The findings showed that patients with diabetes mellitus and major thalassemia had a lower quality of life than healthy people. So, determining psychological damages of such diseases provides healthcare professionals with more related information and helps them benefit from a more comprehensive approach in the treatment process. Consequently, the treatment process of these patients should not be limited to physiological approaches. In other words, considering the role of psychological variables in the treatments will improve their efficiency and facilitate further comprehensive steps in the treatment of mental disorders.
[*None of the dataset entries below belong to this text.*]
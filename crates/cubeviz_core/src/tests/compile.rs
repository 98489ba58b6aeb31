use std::collections::HashMap;

use pretty_assertions::assert_eq;

use super::*;
use crate::geometry::{grid_to_point, layer_depth, rotate_point, slot_grid_position};

/// Computes the permutation of an orbit caused by a clockwise quarter turn of
/// one 0-indexed layer directly from the geometry of the cube.
fn geometric_permutation(kind: OrbitKind, face: Face, depth: u16, n: u16) -> Vec<u16> {
    let points: Vec<_> = (0..kind.slot_count())
        .map(|slot| {
            let (f, row, col) = slot_grid_position(kind, slot, n);
            grid_to_point(f, row, col, n)
        })
        .collect();
    let slot_at: HashMap<_, u16> = points.iter().copied().zip(0..).collect();
    points
        .iter()
        .zip(0..)
        .map(|(&p, slot)| match layer_depth(face, p, n) == depth {
            true => slot_at[&rotate_point(face, p)],
            false => slot,
        })
        .collect()
}

fn compiled_permutation(kind: OrbitKind, cycles: &[Cycle]) -> Vec<u16> {
    let mut ret: Vec<u16> = (0..).take(kind.slot_count()).collect();
    for cycle in cycles.iter().filter(|cycle| cycle.kind == kind) {
        for (i, &slot) in cycle.indices.iter().enumerate() {
            ret[usize::from(slot)] = cycle.indices[(i + 1) % cycle.len()];
        }
    }
    ret
}

#[test]
fn test_compiled_cycles_match_geometry() {
    for n in 1..=9 {
        let geometry = Geometry::new(n);
        let inventory = orbit_inventory(n);
        for face in Face::ALL {
            for layer in 1..=n {
                let mv = Move::new(face, [layer, layer], 1);
                let cycles = compile_move(&mv, &geometry, &inventory).unwrap();
                for &kind in &inventory {
                    assert_eq!(
                        geometric_permutation(kind, face, layer - 1, n),
                        compiled_permutation(kind, &cycles),
                        "{kind} for layer {layer} of {face} on {n}x{n}x{n}",
                    );
                }
            }
        }
    }
}

#[test]
fn test_slots_cover_every_sticker_once() {
    for n in 1..=9 {
        let mut seen = HashMap::new();
        for kind in orbit_inventory(n) {
            for slot in 0..kind.slot_count() {
                let pos = slot_grid_position(kind, slot, n);
                assert!(pos.1 < n && pos.2 < n, "{kind} slot {slot} on {n}");
                if let Some(other) = seen.insert(pos, (kind, slot)) {
                    panic!("{kind} slot {slot} overlaps {other:?} on {n}");
                }
            }
        }
        assert_eq!(6 * usize::from(n) * usize::from(n), seen.len());
    }
}

#[test]
fn test_slots_go_clockwise_around_face() {
    let kind = OrbitKind::CenterBig { ranks: [1, 2] };
    let positions: Vec<_> = (4..8).map(|slot| slot_grid_position(kind, slot, 5)).collect();
    assert_eq!(
        vec![
            (Face::F, 1, 2),
            (Face::F, 2, 3),
            (Face::F, 3, 2),
            (Face::F, 2, 1),
        ],
        positions,
    );

    let kind = OrbitKind::Wing { rank: 1 };
    let positions: Vec<_> = (0..4).map(|slot| slot_grid_position(kind, slot, 4)).collect();
    assert_eq!(
        vec![(Face::U, 0, 1), (Face::U, 0, 2), (Face::U, 1, 3), (Face::U, 2, 3)],
        positions,
    );
}

#[test]
fn test_identity_move_compiles_to_nothing() {
    let geometry = Geometry::new(5);
    let mv = Move::new(Face::R, [1, 3], 4);
    assert_eq!(Ok(vec![]), compile_move(&mv, &geometry, &orbit_inventory(5)));
}

#[test]
fn test_slice_out_of_range() {
    let geometry = Geometry::new(3);
    let inventory = orbit_inventory(3);
    for slices in [[1, 4], [0, 1], [4, 4]] {
        let mv = Move::new(Face::U, slices, 1);
        assert_eq!(
            Err(StateError::SliceOutOfRange {
                begin: mv.slice_begin,
                end: mv.slice_end,
                puzzle_size: 3,
            }),
            compile_move(&mv, &geometry, &inventory),
        );
    }
}

#[test]
fn test_missing_orbits_are_skipped() {
    let geometry = Geometry::new(3);
    let inventory = OrbitInventory::from([OrbitKind::Corner]);
    let cycles = compile_move(&Move::new(Face::R, [1, 1], 1), &geometry, &inventory).unwrap();
    assert_eq!(3, cycles.len());
    assert!(cycles.iter().all(|c| c.kind == OrbitKind::Corner && c.len() == 4));

    let inventory = OrbitInventory::from([OrbitKind::Wing { rank: 1 }]);
    let cycles = compile_move(&Move::new(Face::R, [2, 2], 1), &geometry, &inventory).unwrap();
    assert_eq!(Vec::<Cycle>::new(), cycles);
}

#[test]
fn test_deep_layer_compiles_like_mirrored_layer() {
    let geometry = Geometry::new(7);
    let inventory = orbit_inventory(7);
    let compile = |mv: Move| compile_move(&mv, &geometry, &inventory).unwrap();

    let near = parse_notation_move("2R", 7);
    assert_eq!(Move::new(Face::R, [2, 2], 1), near);
    assert_eq!(compile(near), compile(Move::new(Face::L, [6, 6], 3)));
    assert_eq!(compile(near), compile(parse_notation_move("6L'", 7)));

    assert_eq!(
        compile(Move::new(Face::U, [1, 1], 2)),
        compile(Move::new(Face::D, [7, 7], 2)),
    );
}

#[test]
fn test_wide_move_is_sum_of_layers() {
    let geometry = Geometry::new(5);
    let inventory = orbit_inventory(5);
    let compile = |mv: Move| compile_move(&mv, &geometry, &inventory).unwrap();

    let mut outer_then_inner = compile(parse_notation_move("R", 5));
    outer_then_inner.extend(compile(parse_notation_move("2R", 5)));
    assert_eq!(outer_then_inner, compile(parse_notation_move("Rw", 5)));
}

#[test]
fn test_every_big_center_orbit_is_reachable() {
    for n in [6, 7, 8, 9] {
        let geometry = Geometry::new(n);
        let inventory = orbit_inventory(n);
        for kind in inventory.iter().filter(|k| matches!(k, OrbitKind::CenterBig { .. })) {
            for layer in 2..n {
                let mv = Move::new(Face::R, [layer, layer], 1);
                let cycles = compile_move(&mv, &geometry, &inventory).unwrap();
                let moved = cycles.iter().filter(|c| c.kind == *kind).count();
                let OrbitKind::CenterBig { ranks: [r1, r2] } = *kind else {
                    unreachable!()
                };
                let depth = layer.min(n + 1 - layer) - 1;
                let expected = if Some(layer) == geometry.middle_slice() {
                    if Some(r2) == geometry.middle_rank() { 2 } else { 0 }
                } else {
                    match (r1 == depth, r2 == depth) {
                        (true, true) => 2,
                        (true, false) | (false, true) => 1,
                        (false, false) => 0,
                    }
                };
                assert_eq!(expected, moved, "{kind} for layer {layer} on {n}x{n}x{n}");
            }
        }
    }
}

fn parse_notation_move(token: &str, n: u16) -> Move {
    cubeviz_notation::parse_move(token, n).unwrap()
}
Consequently, people with chronic illnesses consider that these diseases are associated with the feeling of hopelessness and bad health status compared with other people, which leads to a decrease in their general health and quality of life. Low quality of life scores for these patients and the need for better adjustment of these patients to their illnesses require psychological counseling and psychosocial support services.
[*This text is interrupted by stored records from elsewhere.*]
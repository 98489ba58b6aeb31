//! Move notation parser for NxNxN cubes.
//!
//! A move token such as `R`, `Rw'`, `3-4Fw2`, or `M` is parsed into a [`Move`]
//! descriptor, which names a face, a contiguous range of layers counted from
//! that face, and a number of clockwise quarter turns.
//!
//! Layers are numbered starting from 1, the layer containing the face itself.
//! On an NxNxN cube, layer N contains the opposite face.
//!
//! # Example
//!
//! ```rust
//! use cubeviz_notation::{Face, parse_move};
//!
//! let mv = parse_move("3-4Fw2", 7).unwrap();
//! assert_eq!(mv.face, Face::F);
//! assert_eq!((mv.slice_begin, mv.slice_end), (3, 4));
//! assert_eq!(mv.turn_count, 2);
//! ```

mod error;
mod face;
mod moves;
mod parse;

pub use error::NotationError;
pub use face::{FACE_COUNT, Face};
pub use moves::{Move, MoveSequence};
pub use parse::{parse_move, parse_sequence};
Chronic diseases such as major thalassemia and type 2 diabetes mellitus are considered the most important problems in today’s societies and decrease the patients’ quality of life and mental health of the community depending on their severity and frequency. Considering the findings of this research and other similar studies, a significant difference was observed among patients with major thalassemia, type 2 diabetes mellitus, and healthy individuals with regard to emotional processing and quality of life. Emotional processing had the highest mean score in the thalassemia group; whereas, the mean of thalassemia group in the quality of life was lower than the other groups. Therefore, consideration of the physiological approach is not enough in patients’ treatment process. In the case of considering the role of psychological variables in the etiology and treatment area, the therapeutic process and effects will be more efficient and long-term. Therefore, investigation of the effective psychological factors in the occurrence of these diseases is of great importance. For this reason, emotion regulation interventions provide this opportunity for chronic patients to reassess their life goals and priorities. By simultaneous implementation of the psychological therapies and medical treatments, an increasing number of chronic patients can improve and return to the community. With the cooperation of physicians and psychologists, more comprehensive measures should be taken to treat psychosomatic disorders. In this regard, comprehensive and preventive programs should be implemented by health centers to improve the individuals’ mental health.
Some limitations of the present research included its cross-sectional design and patients’ lack of concentration due to the crowded environment of the hospital. Furthermore, specific types of thalassemia and diabetes were not studied; so, we recommend that researchers compare the quality of life and emotional processing in specific types of thalassemia and diabetes mellitus. Moreover, patients with other diseases should be investigated so that the comparison of the results can result in more comprehensive and accurate findings. Other researchers can also focus on these diseases’ aspects and psychological effects at all levels of treatment and hold regular training courses on positivism and emotion regulation for the staff working in special disease centers. The results of such pre- and post-intervention findings can enhance the generalizability and richness of the obtained information and provide more accurate explanations about the extent and type of relationship between these variables.